Normalmente, Clarissa teria receio de dar trabalho ou aborrecer alguém, mas ela tinha sofrido um acidente de carro, ela merecia ficar deprimida pelo menos um pouco, então decidiu que seguiria seus planos de vegetar em seu quarto escuro até onde desse.
Até conseguiu no dia seguinte durante, exceto pelas quatro vezes que Elsa lhe chamou para comer, os poucos minutos que Sandra sentou ao pé de sua cama em silêncio sem saber o que dizer e quando Alicia lhe chamou para ir dar uma volta na feira da praia junto com ela, Rosa e Bárbara.
No dia seguinte, Luciano a acordou às sete da manhã com a delicadeza de um elefante, acendeu as luzes do quarto e jogou Rosa em sua cama, gritando bom dia e lhe dizendo que Ana estava no celular e queria falar com ela.
A voz de Ana estava rouca, Clarissa mal conseguiu ouvir o que ela dizia, mas parecia com um cumprimento.
— E vocês tão bem?— perguntou enquanto Luciano lhe tomou seus travesseiros para brincar de guerrinha com Rosa— Ai vô!
—Perdão minha filha, não vi seu braço encostado— desculpou-se Luciano.
—Sim, o seu pai já acordou, já já ele vai te ligar.— disse Ana com a voz um pouco mais nítida, mas dessa vez a bagunça de Luciano e Rosa que estava atrapalhando a ligação.
— E o Miguel?
Luciano parou de dar as leves travesseiradas em Rosa, ela não perdeu tempo e lhe acertou na orelha com uma almofada de crochê. Ele olhou aflito para Clarissa, percebendo a reação, Clarissa repetiu a pergunta.
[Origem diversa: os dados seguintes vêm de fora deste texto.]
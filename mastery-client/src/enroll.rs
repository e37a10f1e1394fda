/// Enrollment and checkout hand-off
///
/// Enrolling records the buyer before payment; the checkout link then carries
/// their user id as `client_reference_id` so the payment webhook can attribute
/// the purchase.

use crate::identity::Session;
use crate::source::{AccountSource, NewEnrollment, SourceError};
use mastery_shared::models::{Enrollment, EnrollmentReceipt};
use reqwest::Url;

/// Shown when enrollment fails for a reason the user cannot act on
pub const ENROLLMENT_FAILED_MESSAGE: &str =
    "We could not complete your enrollment. Please try again in a moment.";

/// Outcome to show on the enrollment form
#[derive(Debug, Clone, PartialEq)]
pub enum EnrollmentNotice {
    Enrolled(Enrollment),

    /// Informational, not an error
    AlreadyEnrolled(String),

    /// Plain-language failure; the raw error is only logged
    Failed(String),
}

impl EnrollmentNotice {
    /// Whether the user may go on to checkout
    pub fn can_checkout(&self) -> bool {
        !matches!(self, EnrollmentNotice::Failed(_))
    }
}

pub async fn enroll(
    source: &dyn AccountSource,
    session: &Session,
    form: NewEnrollment,
) -> EnrollmentNotice {
    match source.enroll(session, form).await {
        Ok(EnrollmentReceipt::Created { enrollment }) => {
            tracing::info!(user_id = %session.user.id, enrollment_id = %enrollment.id, "Enrolled");
            EnrollmentNotice::Enrolled(enrollment)
        }
        Ok(EnrollmentReceipt::AlreadyEnrolled { message }) => {
            EnrollmentNotice::AlreadyEnrolled(message)
        }
        Err(SourceError::MissingEmail) => {
            EnrollmentNotice::Failed(SourceError::MissingEmail.to_string())
        }
        Err(e) => {
            tracing::error!(user_id = %session.user.id, error = %e, "Enrollment failed");
            EnrollmentNotice::Failed(ENROLLMENT_FAILED_MESSAGE.to_string())
        }
    }
}

/// Hosted checkout link for `session`'s user.
pub fn checkout_url(base: &Url, session: &Session) -> Url {
    let mut url = base.clone();
    {
        let mut query = url.query_pairs_mut();
        query.append_pair("client_reference_id", session.user.id.as_str());
        if let Some(email) = &session.user.email {
            query.append_pair("prefilled_email", email);
        }
    }
    url
}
— E o Miguel, mãe?— perguntou Clarissa pela terceira vez escutando Ana fungar— Por que você tá chorando?
— Não tô chorando, filha.
— Tá sim.
—Não tô.
— Eu escutei, mãe. Fala logo.
Ana não disse nada, ela pensou que alguém já tinha dito a essa altura, e não era de bom gosto contar por ligação.
— Ele morreu?— soltou Clarissa sentindo seu coração travado em sua garganta.
—Que isso filha, não, não morreu não. É meio complicado, não dá pra explicar de qualquer jeito.
— Só seja direta, os detalhes podem vir depois.
—Seu irmão tá em coma.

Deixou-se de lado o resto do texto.